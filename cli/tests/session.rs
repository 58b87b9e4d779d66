use cli::run_session;
use std::io::Cursor;
use thread_stdio::StdioConfig;

fn config() -> StdioConfig {
    StdioConfig {
        wait_slice_ms: Some(10),
        ..StdioConfig::default()
    }
}

fn session(input: &str, nonblocking: bool) -> (i32, String) {
    let mut output = Vec::new();
    let code = run_session(
        config(),
        nonblocking,
        Cursor::new(input.as_bytes().to_vec()),
        &mut output,
    )
    .unwrap();
    (code, String::from_utf8(output).unwrap())
}

#[test]
fn test_commands() {
    let (code, output) = session("echo hi\nupper abc\ncount\nquit 3\n", false);
    assert_eq!(code, 3);
    assert_eq!(output, "> hi\n> ABC\n> 3\n> bye\n");
}

#[test]
fn test_end_of_input_quits() {
    let (code, output) = session("echo x\n", false);
    assert_eq!(code, 0);
    assert_eq!(output, "> x\n> bye\n");
}

#[test]
fn test_unknown_and_empty() {
    let (_, output) = session("\nfrobnicate\nquit\n", true);
    assert_eq!(output, "> > unknown command: frobnicate\n> bye\n");
}

#[test]
fn test_spam_fits_in_capacity() {
    let (code, output) = session("spam 3\nquit\n", true);
    assert_eq!(code, 0);
    assert_eq!(
        output,
        "> spam 0\nspam 1\nspam 2\nspam: 3 of 3 lines\n> bye\n"
    );
}

#[test]
fn test_input_after_quit_is_ignored() {
    let (code, output) = session("quit 7\necho never\n", false);
    assert_eq!(code, 7);
    assert_eq!(output, "> bye\n");
}

#[test]
fn test_load_config_capacity_override() {
    let config = cli::load_config(None, Some(8)).unwrap();
    assert_eq!(config.capacity, 8);
    assert!(cli::load_config(None, Some(0)).is_err());
}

Work request =
The records are to be repeated in full, exactly as they stand.

Task answer =
filename cli/tests/session.rs
repository 58b87b9e4d779d66
use cli::run_session;
use std::io::Cursor;
use thread_stdio::StdioConfig;

fn config() -> StdioConfig {
    StdioConfig {
        wait_slice_ms: Some(10),
        ..StdioConfig::default()
    }
}

fn session(input: &str, nonblocking: bool) -> (i32, String) {
    let mut output = Vec::new();
    let code = run_session(
        config(),
        nonblocking,
        Cursor::new(input.as_bytes().to_vec()),
        &mut output,
    )
    .unwrap();
    (code, String::from_utf8(output).unwrap())
}

#[test]
fn test_commands() {
    let (code, output) = session("echo hi\nupper abc\ncount\nquit 3\n", false);
    assert_eq!(code, 3);
    assert_eq!(output, "> hi\n> ABC\n> 3\n> bye\n");
}

#[test]
fn test_end_of_input_quits() {
    let (code, output) = session("echo x\n", false);
    assert_eq!(code, 0);
    assert_eq!(output, "> x\n> bye\n");
}

#[test]
fn test_unknown_and_empty() {
    let (_, output) = session("\nfrobnicate\nquit\n", true);
    assert_eq!(output, "> > unknown command: frobnicate\n> bye\n");
}

#[test]
fn test_spam_fits_in_capacity() {
    let (code, output) = session("spam 3\nquit\n", true);
    assert_eq!(code, 0);
    assert_eq!(
        output,
        "> spam 0\nspam 1\nspam 2\nspam: 3 of 3 lines\n> bye\n"
    );
}

#[test]
fn test_input_after_quit_is_ignored() {
    let (code, output) = session("quit 7\necho never\n", false);
    assert_eq!(code, 7);
    assert_eq!(output, "> bye\n");
}

#[test]
fn test_load_config_capacity_override() {
    let config = cli::load_config(None, Some(8)).unwrap();
    assert_eq!(config.capacity, 8);
    assert!(cli::load_config(None, Some(0)).is_err());
}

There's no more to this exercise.